Only 15 Minutes Of These Yoga Exercises And You Will Soothe Your Pain

The sciatic nerve is the largest and the widest nerve in the body, ranging from the spine in the lower back to both buttocks and ending down to the back of each leg. If the nerve is somehow affected, you will experience strong pain which will make it hard for you to stand or sit down.


People have reported intense pain in one leg while feeling numbness in other areas. Weakness in the lower back of a leg, numb thighs and burning or tingling sensation in the legs, rear and feet are the common symptoms of sciatic pain.

Besides injuries, conditions such as spinal disorders, damaged or ruptured disk, spinal stenosis and lower back problems can all be the cause of sciatica pain. If left untreated, the symptoms can get worse over time.

How does the pain start?

Sciatic pain gradually increases and reaches its peak overnight. Sneezing, coughing or laughing as well as walking or standing for a longer period can increase the intensity of pain. There are a lot of medications which can relieve it, but doctors recommend the following exercises as the best course of treatment.

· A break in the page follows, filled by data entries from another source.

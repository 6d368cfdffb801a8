//! Frame-stepped simulation
//!
//! Everything gameplay lives here. One call to an `update` is one 60 Hz
//! frame; speeds and timers are measured in frames, not seconds. Entities
//! draw into a CPU-side [`ShapeBatch`](crate::renderer::ShapeBatch) and never
//! touch the GPU or the window.

pub mod collision;
pub mod entities;
pub mod hud;
pub mod input;
pub mod spawner;

pub use collision::{Aabb, CollisionSystem, PICKUP_CUE};
pub use entities::{Drifting, Entity, Obstacle, Player, Shard};
pub use hud::Hud;
pub use input::{InputSnapshot, InputSource};
pub use spawner::{Spawner, cooldown_interval, difficulty_factor};
//! Top-level game object
//!
//! Owns the mode state machine and the services modes borrow. The platform
//! layer feeds it one simulation step at a time and draws it once per frame.

use std::time::{SystemTime, UNIX_EPOCH};

use glam::Vec2;
use rand::SeedableRng;
use rand_pcg::Pcg32;

use crate::audio::SoundBank;
use crate::modes::{
    GameMode, GameOverMode, MenuMode, ModeContext, PauseMode, PlayMode, StateMachine, Transition,
};
use crate::persistence::BestScoreStore;
use crate::platform::{FrameClock, InputState};
use crate::renderer::ShapeBatch;

/// Fixes the run seeds, for reproducible sessions
pub const SEED_ENV: &str = "NEON_DRIFT_SEED";

/// Seed from `NEON_DRIFT_SEED`, else the wall clock
pub fn seed_from_env() -> u64 {
    if let Ok(raw) = std::env::var(SEED_ENV) {
        match raw.trim().parse() {
            Ok(seed) => return seed,
            Err(e) => log::warn!("Ignoring {SEED_ENV}={raw:?}: {e}"),
        }
    }
    SystemTime::now()
        .duration_since(UNIX_EPOCH)
        .map(|d| d.as_nanos() as u64)
        .unwrap_or(0)
}

struct Services {
    store: BestScoreStore,
    world: Vec2,
    seeds: Pcg32,
}

impl Services {
    fn context<'a>(
        &'a mut self,
        input: &'a InputState,
        audio: &'a mut SoundBank,
    ) -> ModeContext<'a> {
        ModeContext {
            input,
            audio,
            store: &self.store,
            world: self.world,
            seeds: &mut self.seeds,
        }
    }
}

pub struct Game {
    machine: StateMachine,
    services: Services,
    quit: bool,
}

impl Game {
    /// Build the game and enter the menu
    pub fn new(
        store: BestScoreStore,
        world: Vec2,
        seed: u64,
        input: &InputState,
        audio: &mut SoundBank,
    ) -> Self {
        log::info!("Game seed {seed}");
        let mut game = Self {
            machine: StateMachine::new(),
            services: Services {
                store,
                world,
                seeds: Pcg32::seed_from_u64(seed),
            },
            quit: false,
        };
        game.apply(Transition::Menu, input, audio);
        game
    }

    /// One fixed simulation step: input, then update. A transition from
    /// input is applied before the (possibly new) mode updates.
    pub fn step(&mut self, input: &InputState, audio: &mut SoundBank) {
        if self.quit {
            return;
        }

        let requested = self
            .machine
            .handle_input(&mut self.services.context(input, audio));
        if let Some(transition) = requested {
            self.apply(transition, input, audio);
        }
        if self.quit {
            return;
        }

        let requested = self.machine.update(&mut self.services.context(input, audio));
        if let Some(transition) = requested {
            self.apply(transition, input, audio);
        }
    }

    /// Run every step `clock` has due. Each step consumes the edge presses
    /// it saw, so a mode entered mid-frame never reacts to the key that
    /// entered it. Stops early once quit is requested.
    pub fn run_steps(
        &mut self,
        clock: &mut FrameClock,
        input: &mut InputState,
        audio: &mut SoundBank,
    ) -> u32 {
        let mut steps = 0;
        while !self.quit && clock.should_step() {
            self.step(input, audio);
            audio.update();
            input.end_frame();
            steps += 1;
        }
        steps
    }

    pub fn draw(&self, batch: &mut ShapeBatch) {
        self.machine.draw(batch);
    }

    pub fn should_quit(&self) -> bool {
        self.quit
    }

    pub fn request_quit(&mut self) {
        self.quit = true;
    }

    pub fn mode_name(&self) -> Option<&'static str> {
        self.machine.current_name()
    }

    fn apply(&mut self, transition: Transition, input: &InputState, audio: &mut SoundBank) {
        let next: Box<dyn GameMode> = match transition {
            Transition::Start => Box::new(PlayMode::new()),
            Transition::Menu => Box::new(MenuMode::new()),
            Transition::Pause => Box::new(PauseMode::new()),
            Transition::GameOver(score) => Box::new(GameOverMode::new(score)),
            Transition::Quit => {
                log::info!("Quit requested from {:?}", self.mode_name());
                self.quit = true;
                return;
            }
        };
        let mut ctx = self.services.context(input, audio);
        self.machine.change_state(next, &mut ctx);
    }
}

#[cfg(test)]
mod tests {
    use super::*;
    use crate::consts::{SIM_DT, WORLD_HEIGHT, WORLD_WIDTH};
    use crate::platform::Key;
    use std::sync::atomic::{AtomicU32, Ordering};

    struct Fixture {
        input: InputState,
        audio: SoundBank,
        game: Game,
    }

    impl Fixture {
        fn new() -> Self {
            static COUNTER: AtomicU32 = AtomicU32::new(0);
            let n = COUNTER.fetch_add(1, Ordering::Relaxed);
            let dir = std::env::temp_dir().join(format!(
                "neon-drift-game-{}-{n}",
                std::process::id()
            ));
            let _ = std::fs::remove_dir_all(&dir);

            let input = InputState::new();
            let mut audio = SoundBank::new();
            let game = Game::new(
                BestScoreStore::new(dir.join("bestscore.json")),
                Vec2::new(WORLD_WIDTH, WORLD_HEIGHT),
                42,
                &input,
                &mut audio,
            );
            Self { input, audio, game }
        }

        fn press(&mut self, key: Key) {
            self.input.key_down(key);
            self.game.step(&self.input, &mut self.audio);
            self.input.key_up(key);
            self.input.end_frame();
        }
    }

    impl Drop for Fixture {
        fn drop(&mut self) {
            if let Some(dir) = self.game.services.store.path().parent() {
                let _ = std::fs::remove_dir_all(dir);
            }
        }
    }

    #[test]
    fn test_starts_in_menu() {
        let f = Fixture::new();
        assert_eq!(f.game.mode_name(), Some("Menu"));
        assert!(!f.game.should_quit());
    }

    #[test]
    fn test_menu_play_pause_cycle() {
        let mut f = Fixture::new();
        f.press(Key::Enter);
        assert_eq!(f.game.mode_name(), Some("Play"));
        f.press(Key::P);
        assert_eq!(f.game.mode_name(), Some("Pause"));
        f.press(Key::Escape);
        assert_eq!(f.game.mode_name(), Some("Menu"));
        assert!(!f.game.should_quit());
    }

    #[test]
    fn test_escape_from_menu_quits() {
        let mut f = Fixture::new();
        f.press(Key::Escape);
        assert!(f.game.should_quit());
        // The mode stays put; only the flag changes
        assert_eq!(f.game.mode_name(), Some("Menu"));
    }

    #[test]
    fn test_no_steps_after_quit() {
        let mut f = Fixture::new();
        f.game.request_quit();
        f.press(Key::Enter);
        assert_eq!(f.game.mode_name(), Some("Menu"));
    }

    #[test]
    fn test_multi_step_frame_consumes_press_once() {
        let mut f = Fixture::new();
        f.game.apply(Transition::GameOver(5), &f.input, &mut f.audio);
        assert_eq!(f.game.mode_name(), Some("GameOver"));

        let mut clock = FrameClock::new();
        clock.advance(SIM_DT * 2.5);
        f.input.key_down(Key::Escape);
        let steps = f.game.run_steps(&mut clock, &mut f.input, &mut f.audio);

        assert_eq!(steps, 2);
        assert_eq!(f.game.mode_name(), Some("Menu"));
        assert!(!f.game.should_quit());
    }

    #[test]
    fn test_press_kept_across_zero_step_frame() {
        let mut f = Fixture::new();
        let mut clock = FrameClock::new();
        f.input.key_down(Key::Enter);

        clock.advance(SIM_DT * 0.5);
        assert_eq!(f.game.run_steps(&mut clock, &mut f.input, &mut f.audio), 0);
        assert_eq!(f.game.mode_name(), Some("Menu"));

        clock.advance(SIM_DT * 0.6);
        assert_eq!(f.game.run_steps(&mut clock, &mut f.input, &mut f.audio), 1);
        assert_eq!(f.game.mode_name(), Some("Play"));
    }

    #[test]
    fn test_run_steps_stops_at_quit() {
        let mut f = Fixture::new();
        let mut clock = FrameClock::new();
        clock.advance(SIM_DT * 3.5);
        f.input.key_down(Key::Escape);

        assert_eq!(f.game.run_steps(&mut clock, &mut f.input, &mut f.audio), 1);
        assert!(f.game.should_quit());
    }

    #[test]
    fn test_draw_follows_mode() {
        let mut f = Fixture::new();
        let mut batch = ShapeBatch::new();
        f.game.draw(&mut batch);
        assert!(!batch.is_empty());

        f.press(Key::Enter);
        batch.clear();
        f.game.draw(&mut batch);
        assert!(!batch.is_empty());
    }
}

The Alternative Therapies in Health and Medicine published a study in 2009 which suggested that people experiencing back pain who practiced yoga along conventional drug treatments significantly reduced the pain. Here are a couple of yoga stretches that should help you:


This common toga position will stretch your legs, flex your lower back and improve the blood flow to certain areas, which should allow the nerve to breathe.

Sit on your mat with your legs in front of you, and rest your hands to both sides of the floor. Flex your feet forward, then pull your back up, stretching your spine. Stay in this position for 15-30 seconds while breathing deep, then relax and repeat the exercise 5-10 times.

Locust pose

The locust pose will strengthen your lower back while improving the blood circulation to the hips.

Lie face down and put your hands on the sides with your palms outwards. Keep your toes pointed downwards and make sure they’re touching each other with the heels being apart. Keep your chin and your pubic bone on the ground. Take a deep breath and raise your legs, arms and chest at the same time, then lift your knees off the ground and put your shoulders back together while straightening your neck. Exhale and stay in this position for 5-8 seconds. Now, inhale and spread your legs apart, then exhale and bring them back in, repeating this addition to the locust pose 5 times.

In the end, bring your body back to the floor slowly and rest face down for a minute. Repeat the exercise 5-10 times.

Supported bridge pose

This exercise can strengthen your buttocks and relieve sciatic pain.

Lie on your back with bend knees and feet firmly on the ground, then draw your heels in to your buttocks while placing your hands at both sides. While putting pressure down on the floor, take a deep breath and try lifting yourself slowly off the ground with your tailbone up towards your pubic bone. Keep your shoulders, neck and head on the floor, while your lower back is elongated. Keep the position for 10-15 seconds, then repeat the exercise 5-10 times.

Pigeon pose

Sciatic pain can be caused by irritation and pressure on the sciatic nerve, which can be relieved by the pigeon pose.

Lift your body on your palms and knees, then bring your right knee forwards so it gets behind your right wrist and your right foot in front of your left wrist. Now, slide your left leg back, while stretching your torso forward. Stay in this position for 5 seconds, inhale and stretch your hands in front of you, bringing your forehead to the ground. Breathe deeply and stay in this position for 15-30 seconds, pushing your left thigh toward the ground and your stomach for balance. Now, lift your head up, pull the hands back, tuck your left toes and pull your right leg back. Repeat the process with the left leg, and repeat the whole exercise for 5-10 times.

Reclining big toe pose

Lie on your back bend your right knee and bring it to your chest, then secure an elastic wrap around the ball of your foot and lift your right leg towards the ceiling. Keep your foot open and your leg stretched with your buttocks firmly on the ground. Breathe deeply and stay in this position for 10 seconds. Now, lower your right knee slowly before putting the right leg on the ground. Repeat the exercise 5-10 times.

Spinal twisting pose

Sit on your mat with your legs in front and your hands to the sides. Bend your right knee while keeping the right foot outside of your left thigh and holding your right toe with your hand. Put your right hand behind your back and put the upper body to the right while breathing deep. Repeat the exercise with the other leg.